Available data: Begin

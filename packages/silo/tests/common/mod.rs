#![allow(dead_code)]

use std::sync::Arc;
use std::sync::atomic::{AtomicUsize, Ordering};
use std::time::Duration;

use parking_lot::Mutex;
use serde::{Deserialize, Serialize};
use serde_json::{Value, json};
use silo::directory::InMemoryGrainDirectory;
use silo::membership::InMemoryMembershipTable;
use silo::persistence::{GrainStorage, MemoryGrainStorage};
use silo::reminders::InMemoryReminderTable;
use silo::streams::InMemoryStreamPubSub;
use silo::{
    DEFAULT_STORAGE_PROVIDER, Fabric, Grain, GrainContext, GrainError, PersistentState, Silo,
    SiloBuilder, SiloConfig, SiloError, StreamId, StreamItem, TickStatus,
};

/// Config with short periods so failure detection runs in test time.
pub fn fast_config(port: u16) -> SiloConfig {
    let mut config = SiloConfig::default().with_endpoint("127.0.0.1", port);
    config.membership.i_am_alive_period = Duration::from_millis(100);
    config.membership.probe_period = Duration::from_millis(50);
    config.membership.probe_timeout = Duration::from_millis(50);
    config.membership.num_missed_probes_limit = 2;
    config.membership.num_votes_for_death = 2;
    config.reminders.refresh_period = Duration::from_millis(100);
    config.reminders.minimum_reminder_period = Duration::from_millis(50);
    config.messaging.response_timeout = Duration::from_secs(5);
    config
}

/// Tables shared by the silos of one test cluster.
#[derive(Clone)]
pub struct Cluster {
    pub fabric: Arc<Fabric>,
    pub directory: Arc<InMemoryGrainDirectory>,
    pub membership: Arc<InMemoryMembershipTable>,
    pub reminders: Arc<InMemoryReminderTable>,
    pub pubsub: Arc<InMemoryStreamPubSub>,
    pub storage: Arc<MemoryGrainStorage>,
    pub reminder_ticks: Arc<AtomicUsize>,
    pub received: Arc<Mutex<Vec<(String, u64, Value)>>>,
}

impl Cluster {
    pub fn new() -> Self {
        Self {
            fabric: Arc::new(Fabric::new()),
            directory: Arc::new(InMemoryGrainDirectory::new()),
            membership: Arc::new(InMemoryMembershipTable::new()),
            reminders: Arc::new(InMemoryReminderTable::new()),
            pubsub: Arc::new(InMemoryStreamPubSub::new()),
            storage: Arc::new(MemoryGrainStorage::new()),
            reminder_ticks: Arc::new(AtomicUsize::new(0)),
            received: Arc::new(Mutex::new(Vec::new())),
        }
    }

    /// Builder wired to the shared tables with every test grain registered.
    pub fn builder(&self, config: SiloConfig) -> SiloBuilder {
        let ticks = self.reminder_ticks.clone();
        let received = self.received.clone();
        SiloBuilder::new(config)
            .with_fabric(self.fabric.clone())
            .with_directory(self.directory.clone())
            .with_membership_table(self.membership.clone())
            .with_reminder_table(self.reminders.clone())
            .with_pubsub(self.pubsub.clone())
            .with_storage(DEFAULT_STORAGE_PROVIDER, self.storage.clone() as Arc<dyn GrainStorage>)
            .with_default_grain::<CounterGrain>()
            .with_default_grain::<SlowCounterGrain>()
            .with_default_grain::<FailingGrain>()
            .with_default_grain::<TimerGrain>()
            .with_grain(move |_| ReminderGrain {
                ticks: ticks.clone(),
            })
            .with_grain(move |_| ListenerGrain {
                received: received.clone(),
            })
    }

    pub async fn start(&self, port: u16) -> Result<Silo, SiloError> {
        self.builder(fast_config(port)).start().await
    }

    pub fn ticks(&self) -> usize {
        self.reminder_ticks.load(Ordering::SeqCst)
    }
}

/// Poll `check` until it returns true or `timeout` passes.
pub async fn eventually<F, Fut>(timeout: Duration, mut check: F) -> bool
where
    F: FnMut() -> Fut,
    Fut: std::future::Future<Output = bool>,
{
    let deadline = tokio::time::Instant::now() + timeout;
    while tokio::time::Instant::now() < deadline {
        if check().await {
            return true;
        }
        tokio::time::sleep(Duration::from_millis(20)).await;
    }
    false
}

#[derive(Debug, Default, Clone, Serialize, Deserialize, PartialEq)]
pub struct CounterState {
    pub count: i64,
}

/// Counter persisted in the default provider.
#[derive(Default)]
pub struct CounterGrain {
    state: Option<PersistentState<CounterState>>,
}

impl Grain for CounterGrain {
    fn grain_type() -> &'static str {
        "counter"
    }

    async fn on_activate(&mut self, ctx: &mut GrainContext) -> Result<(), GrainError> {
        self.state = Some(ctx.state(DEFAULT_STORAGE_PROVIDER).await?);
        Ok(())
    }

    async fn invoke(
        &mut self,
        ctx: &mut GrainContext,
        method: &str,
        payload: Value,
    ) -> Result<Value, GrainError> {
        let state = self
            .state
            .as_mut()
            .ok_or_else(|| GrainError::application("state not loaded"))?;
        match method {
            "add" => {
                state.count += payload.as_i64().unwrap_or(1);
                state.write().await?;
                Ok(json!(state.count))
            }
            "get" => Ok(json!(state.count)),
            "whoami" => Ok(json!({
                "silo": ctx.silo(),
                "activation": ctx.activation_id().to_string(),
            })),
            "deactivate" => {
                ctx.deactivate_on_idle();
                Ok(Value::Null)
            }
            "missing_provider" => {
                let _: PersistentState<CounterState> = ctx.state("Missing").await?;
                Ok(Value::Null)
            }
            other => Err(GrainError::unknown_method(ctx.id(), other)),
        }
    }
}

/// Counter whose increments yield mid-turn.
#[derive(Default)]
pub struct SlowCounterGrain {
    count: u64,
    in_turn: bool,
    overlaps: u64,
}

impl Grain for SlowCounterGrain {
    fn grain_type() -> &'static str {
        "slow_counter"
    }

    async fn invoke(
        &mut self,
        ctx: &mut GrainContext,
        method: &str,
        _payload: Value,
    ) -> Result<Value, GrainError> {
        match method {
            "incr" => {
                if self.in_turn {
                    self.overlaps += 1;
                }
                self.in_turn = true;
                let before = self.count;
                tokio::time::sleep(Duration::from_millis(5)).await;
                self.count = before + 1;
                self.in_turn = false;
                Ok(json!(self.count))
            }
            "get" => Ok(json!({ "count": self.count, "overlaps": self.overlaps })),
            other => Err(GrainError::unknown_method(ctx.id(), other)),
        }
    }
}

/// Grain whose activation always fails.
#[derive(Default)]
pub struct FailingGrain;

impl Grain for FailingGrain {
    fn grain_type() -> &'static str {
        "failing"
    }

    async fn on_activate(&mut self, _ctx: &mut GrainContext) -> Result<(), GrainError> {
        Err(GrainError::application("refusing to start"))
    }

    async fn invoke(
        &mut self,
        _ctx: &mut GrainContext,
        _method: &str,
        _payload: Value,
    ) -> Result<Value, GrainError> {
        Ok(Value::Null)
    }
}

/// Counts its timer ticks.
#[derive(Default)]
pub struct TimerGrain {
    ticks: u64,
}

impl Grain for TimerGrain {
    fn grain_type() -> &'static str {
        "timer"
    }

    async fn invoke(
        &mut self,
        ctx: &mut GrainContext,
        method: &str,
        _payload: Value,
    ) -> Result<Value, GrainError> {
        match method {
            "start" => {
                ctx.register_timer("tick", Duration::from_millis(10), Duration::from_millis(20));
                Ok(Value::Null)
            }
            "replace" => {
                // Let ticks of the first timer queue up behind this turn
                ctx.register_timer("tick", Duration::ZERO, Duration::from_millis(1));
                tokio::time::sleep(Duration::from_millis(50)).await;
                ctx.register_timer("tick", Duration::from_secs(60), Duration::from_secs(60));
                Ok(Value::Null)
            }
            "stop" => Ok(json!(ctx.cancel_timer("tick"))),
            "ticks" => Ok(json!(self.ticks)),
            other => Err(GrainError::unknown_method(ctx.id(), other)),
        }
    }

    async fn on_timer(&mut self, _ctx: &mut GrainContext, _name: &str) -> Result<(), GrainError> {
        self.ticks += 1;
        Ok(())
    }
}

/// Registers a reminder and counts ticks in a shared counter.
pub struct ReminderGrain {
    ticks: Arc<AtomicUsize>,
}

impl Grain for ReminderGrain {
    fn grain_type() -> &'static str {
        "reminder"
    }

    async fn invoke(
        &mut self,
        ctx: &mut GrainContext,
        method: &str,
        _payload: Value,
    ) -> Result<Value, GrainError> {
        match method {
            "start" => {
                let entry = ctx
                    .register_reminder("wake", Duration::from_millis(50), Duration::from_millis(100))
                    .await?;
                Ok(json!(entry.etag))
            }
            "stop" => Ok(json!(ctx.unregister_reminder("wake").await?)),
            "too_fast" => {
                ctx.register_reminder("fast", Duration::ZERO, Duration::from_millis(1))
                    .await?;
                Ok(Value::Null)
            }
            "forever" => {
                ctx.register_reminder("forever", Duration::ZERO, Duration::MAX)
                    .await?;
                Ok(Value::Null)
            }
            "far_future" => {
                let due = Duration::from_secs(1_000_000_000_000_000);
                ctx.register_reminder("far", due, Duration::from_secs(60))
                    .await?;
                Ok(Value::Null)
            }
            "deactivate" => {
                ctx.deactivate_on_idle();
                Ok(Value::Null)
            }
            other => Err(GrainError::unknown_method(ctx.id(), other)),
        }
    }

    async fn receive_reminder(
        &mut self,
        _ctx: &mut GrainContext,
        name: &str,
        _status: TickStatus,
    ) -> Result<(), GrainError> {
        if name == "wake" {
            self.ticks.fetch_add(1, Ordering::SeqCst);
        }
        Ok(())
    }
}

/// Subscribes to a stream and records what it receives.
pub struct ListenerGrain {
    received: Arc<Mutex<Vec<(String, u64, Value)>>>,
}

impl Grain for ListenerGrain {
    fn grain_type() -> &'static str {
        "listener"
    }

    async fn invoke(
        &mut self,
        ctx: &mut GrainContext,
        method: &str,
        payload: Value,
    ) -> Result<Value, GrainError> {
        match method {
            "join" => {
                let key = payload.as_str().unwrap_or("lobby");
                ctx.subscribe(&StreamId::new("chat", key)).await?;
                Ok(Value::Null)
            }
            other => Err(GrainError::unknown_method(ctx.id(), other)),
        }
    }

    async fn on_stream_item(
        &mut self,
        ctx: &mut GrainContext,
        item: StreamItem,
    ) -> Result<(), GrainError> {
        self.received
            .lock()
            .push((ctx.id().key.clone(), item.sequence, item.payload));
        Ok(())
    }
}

Available data: End

*Exercise directions*
Your reply should consist of one number: how many lines of the material above include the word "deadline".

*Problem solution*
2